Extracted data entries
****
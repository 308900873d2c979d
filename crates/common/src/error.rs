/// Error taxonomy shared by every storage driver.
///
/// Public operations return exactly one of these kinds; low-level transport
/// errors are mapped in via the `From` impls below and never escape raw.
#[derive(Debug, thiserror::Error)]
pub enum DriverError {
    #[error("path not found")]
    PathNotFound,
    #[error("object is not a file")]
    NotFile,
    #[error("object is not a folder")]
    NotFolder,
    #[error("operation not supported by this driver")]
    NotSupported,
    #[error("operation not implemented")]
    NotImplemented,
    #[error("empty file stream")]
    EmptyFile,
    #[error("authentication failed: {0}")]
    AuthFailed(String),
    #[error("vendor error: {0}")]
    Vendor(String),
    #[error("operation canceled")]
    Canceled,
    #[error("operation timed out")]
    Timeout,
}

impl From<std::io::Error> for DriverError {
    fn from(err: std::io::Error) -> Self {
        match err.kind() {
            std::io::ErrorKind::NotFound => DriverError::PathNotFound,
            std::io::ErrorKind::TimedOut => DriverError::Timeout,
            _ => DriverError::Vendor(err.to_string()),
        }
    }
}

impl From<reqwest::Error> for DriverError {
    fn from(err: reqwest::Error) -> Self {
        if err.is_timeout() {
            DriverError::Timeout
        } else {
            DriverError::Vendor(err.to_string())
        }
    }
}

impl From<serde_json::Error> for DriverError {
    fn from(err: serde_json::Error) -> Self {
        DriverError::Vendor(format!("malformed vendor response: {}", err))
    }
}

#[cfg(test)]
mod tests {
    use super::*;

    #[test]
    fn io_not_found_maps_to_path_not_found() {
        let io = std::io::Error::new(std::io::ErrorKind::NotFound, "missing");
        assert!(matches!(DriverError::from(io), DriverError::PathNotFound));
    }

    #[test]
    fn other_io_errors_map_to_vendor() {
        let io = std::io::Error::new(std::io::ErrorKind::PermissionDenied, "denied");
        assert!(matches!(DriverError::from(io), DriverError::Vendor(_)));
    }
}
****
## [Work instructions]
Which lines in the records above contain the word "object"? Copy each one.

## [Written solution]
    #[error("object is not a file")]
    #[error("object is not a folder")]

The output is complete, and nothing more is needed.